_Exercise directions_
Would you reproduce, without any alteration, the lines from the opening line of the entries through the line that has "#[derive(Debug, Clone)]" in it?

_Exercise materials_
◆ ◆ ◆ ◆ ◆

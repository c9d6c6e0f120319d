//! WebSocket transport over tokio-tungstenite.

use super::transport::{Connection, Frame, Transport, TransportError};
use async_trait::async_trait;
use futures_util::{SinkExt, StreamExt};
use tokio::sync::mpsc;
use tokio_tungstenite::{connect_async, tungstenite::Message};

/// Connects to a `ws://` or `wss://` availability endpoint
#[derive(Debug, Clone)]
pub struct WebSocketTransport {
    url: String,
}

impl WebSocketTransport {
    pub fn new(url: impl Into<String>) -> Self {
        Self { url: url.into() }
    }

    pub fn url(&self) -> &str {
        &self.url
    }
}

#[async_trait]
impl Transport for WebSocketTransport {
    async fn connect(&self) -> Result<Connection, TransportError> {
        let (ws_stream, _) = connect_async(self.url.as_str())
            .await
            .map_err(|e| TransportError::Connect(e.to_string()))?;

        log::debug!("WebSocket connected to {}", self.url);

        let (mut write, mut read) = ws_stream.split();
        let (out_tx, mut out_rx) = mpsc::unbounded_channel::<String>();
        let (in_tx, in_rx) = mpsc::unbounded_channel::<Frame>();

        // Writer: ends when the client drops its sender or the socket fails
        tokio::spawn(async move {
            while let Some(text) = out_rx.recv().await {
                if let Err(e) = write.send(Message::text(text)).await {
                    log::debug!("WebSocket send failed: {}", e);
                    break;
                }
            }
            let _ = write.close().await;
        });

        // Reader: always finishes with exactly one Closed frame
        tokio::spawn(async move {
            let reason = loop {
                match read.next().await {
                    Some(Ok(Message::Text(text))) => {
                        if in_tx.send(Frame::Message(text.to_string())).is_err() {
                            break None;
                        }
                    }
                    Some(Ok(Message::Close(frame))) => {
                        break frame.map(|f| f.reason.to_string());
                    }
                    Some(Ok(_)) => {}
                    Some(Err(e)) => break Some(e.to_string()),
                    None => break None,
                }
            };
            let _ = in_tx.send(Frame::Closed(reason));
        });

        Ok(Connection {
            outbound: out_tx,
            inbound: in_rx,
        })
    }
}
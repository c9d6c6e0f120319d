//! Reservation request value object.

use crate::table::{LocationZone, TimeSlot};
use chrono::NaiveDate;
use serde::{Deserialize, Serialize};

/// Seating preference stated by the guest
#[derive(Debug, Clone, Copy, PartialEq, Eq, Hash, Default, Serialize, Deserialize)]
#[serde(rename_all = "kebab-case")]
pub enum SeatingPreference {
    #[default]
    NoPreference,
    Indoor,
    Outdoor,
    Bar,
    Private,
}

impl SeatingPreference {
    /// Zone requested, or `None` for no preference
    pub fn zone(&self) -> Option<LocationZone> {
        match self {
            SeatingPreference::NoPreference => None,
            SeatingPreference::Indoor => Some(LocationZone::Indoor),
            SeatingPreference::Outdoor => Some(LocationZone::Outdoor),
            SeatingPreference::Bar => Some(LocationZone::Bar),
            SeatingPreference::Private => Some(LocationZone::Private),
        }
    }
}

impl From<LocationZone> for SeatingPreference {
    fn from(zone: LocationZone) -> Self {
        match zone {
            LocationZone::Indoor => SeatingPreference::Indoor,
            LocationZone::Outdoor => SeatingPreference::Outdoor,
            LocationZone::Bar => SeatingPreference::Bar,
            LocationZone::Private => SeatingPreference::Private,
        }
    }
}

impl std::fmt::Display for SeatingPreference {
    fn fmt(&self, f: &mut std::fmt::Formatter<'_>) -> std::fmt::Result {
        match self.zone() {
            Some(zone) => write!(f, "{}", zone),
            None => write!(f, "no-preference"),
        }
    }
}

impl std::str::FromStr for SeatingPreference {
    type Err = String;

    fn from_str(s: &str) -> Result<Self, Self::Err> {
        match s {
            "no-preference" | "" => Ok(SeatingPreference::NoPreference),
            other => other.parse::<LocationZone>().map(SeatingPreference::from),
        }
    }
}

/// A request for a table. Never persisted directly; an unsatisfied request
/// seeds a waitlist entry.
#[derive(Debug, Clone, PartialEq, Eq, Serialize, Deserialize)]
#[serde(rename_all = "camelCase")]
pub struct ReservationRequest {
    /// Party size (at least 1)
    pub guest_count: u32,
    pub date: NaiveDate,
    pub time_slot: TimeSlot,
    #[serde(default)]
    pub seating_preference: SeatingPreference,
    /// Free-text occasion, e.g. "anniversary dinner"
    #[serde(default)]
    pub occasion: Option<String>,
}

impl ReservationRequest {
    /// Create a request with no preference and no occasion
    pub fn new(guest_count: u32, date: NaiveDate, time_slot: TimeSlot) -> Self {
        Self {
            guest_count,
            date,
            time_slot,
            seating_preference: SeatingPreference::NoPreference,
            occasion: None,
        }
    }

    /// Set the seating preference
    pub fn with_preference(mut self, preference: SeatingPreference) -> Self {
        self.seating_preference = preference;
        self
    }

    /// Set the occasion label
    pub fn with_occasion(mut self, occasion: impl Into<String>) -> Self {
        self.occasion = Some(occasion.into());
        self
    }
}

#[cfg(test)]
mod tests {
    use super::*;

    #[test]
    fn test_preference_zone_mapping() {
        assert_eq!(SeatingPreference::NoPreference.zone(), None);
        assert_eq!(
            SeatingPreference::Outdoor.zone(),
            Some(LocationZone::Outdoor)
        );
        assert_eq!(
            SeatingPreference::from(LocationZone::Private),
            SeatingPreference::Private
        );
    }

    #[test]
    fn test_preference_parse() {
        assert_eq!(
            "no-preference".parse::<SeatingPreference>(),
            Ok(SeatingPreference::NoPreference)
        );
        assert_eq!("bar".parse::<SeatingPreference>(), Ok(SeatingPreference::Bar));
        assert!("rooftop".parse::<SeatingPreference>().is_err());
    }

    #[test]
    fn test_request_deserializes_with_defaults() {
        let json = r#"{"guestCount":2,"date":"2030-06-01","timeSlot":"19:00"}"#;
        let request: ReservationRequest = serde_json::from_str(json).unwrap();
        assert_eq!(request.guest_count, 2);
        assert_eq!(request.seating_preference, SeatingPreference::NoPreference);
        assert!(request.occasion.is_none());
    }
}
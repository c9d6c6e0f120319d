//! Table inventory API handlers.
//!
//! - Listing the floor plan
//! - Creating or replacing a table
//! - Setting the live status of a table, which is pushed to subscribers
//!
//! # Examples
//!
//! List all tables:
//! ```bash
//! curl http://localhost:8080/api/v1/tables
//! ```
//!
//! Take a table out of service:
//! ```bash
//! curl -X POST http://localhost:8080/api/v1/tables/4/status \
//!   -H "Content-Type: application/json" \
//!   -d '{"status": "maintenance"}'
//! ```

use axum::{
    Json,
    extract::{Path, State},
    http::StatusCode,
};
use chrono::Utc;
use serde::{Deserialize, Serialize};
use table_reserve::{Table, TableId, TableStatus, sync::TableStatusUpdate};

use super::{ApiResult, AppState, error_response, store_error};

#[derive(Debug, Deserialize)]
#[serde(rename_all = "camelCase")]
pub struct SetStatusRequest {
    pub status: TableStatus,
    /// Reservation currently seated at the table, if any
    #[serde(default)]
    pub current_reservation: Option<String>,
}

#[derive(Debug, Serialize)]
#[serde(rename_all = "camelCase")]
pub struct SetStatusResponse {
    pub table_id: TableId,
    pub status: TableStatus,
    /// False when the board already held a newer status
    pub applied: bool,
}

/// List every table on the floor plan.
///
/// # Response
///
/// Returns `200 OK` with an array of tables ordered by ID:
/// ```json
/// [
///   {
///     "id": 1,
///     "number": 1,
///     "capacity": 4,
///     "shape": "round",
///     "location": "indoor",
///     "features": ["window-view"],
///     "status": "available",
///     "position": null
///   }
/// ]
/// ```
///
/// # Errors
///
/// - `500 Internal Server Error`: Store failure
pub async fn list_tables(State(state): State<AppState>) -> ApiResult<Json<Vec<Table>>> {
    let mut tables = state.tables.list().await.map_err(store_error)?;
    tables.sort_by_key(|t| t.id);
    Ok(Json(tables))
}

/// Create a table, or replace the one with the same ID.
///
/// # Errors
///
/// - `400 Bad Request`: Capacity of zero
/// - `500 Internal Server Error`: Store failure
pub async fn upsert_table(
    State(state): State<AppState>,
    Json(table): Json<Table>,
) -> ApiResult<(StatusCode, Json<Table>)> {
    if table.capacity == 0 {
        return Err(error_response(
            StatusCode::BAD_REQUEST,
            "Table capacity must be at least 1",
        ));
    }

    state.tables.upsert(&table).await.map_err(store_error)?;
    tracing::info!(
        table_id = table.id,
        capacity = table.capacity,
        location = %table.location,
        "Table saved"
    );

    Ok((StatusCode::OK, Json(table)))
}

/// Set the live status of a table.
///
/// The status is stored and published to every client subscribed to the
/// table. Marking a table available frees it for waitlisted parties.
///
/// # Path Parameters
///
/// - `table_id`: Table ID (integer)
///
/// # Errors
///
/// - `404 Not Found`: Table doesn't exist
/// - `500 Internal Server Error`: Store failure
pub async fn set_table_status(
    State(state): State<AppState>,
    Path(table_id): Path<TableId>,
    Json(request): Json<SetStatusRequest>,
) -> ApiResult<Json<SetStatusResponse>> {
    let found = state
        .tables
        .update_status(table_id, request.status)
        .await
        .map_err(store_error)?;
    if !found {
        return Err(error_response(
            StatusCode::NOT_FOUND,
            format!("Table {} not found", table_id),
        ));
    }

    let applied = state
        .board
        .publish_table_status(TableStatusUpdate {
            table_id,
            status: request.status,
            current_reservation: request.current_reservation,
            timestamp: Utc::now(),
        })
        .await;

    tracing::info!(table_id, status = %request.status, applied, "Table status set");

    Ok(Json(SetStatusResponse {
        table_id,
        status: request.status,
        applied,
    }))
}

◆ ◆ ◆ ◆ ◆

_Written solution_
repository c9d6c6e0f120319d
//! WebSocket transport over tokio-tungstenite.

use super::transport::{Connection, Frame, Transport, TransportError};
use async_trait::async_trait;
use futures_util::{SinkExt, StreamExt};
use tokio::sync::mpsc;
use tokio_tungstenite::{connect_async, tungstenite::Message};

/// Connects to a `ws://` or `wss://` availability endpoint
#[derive(Debug, Clone)]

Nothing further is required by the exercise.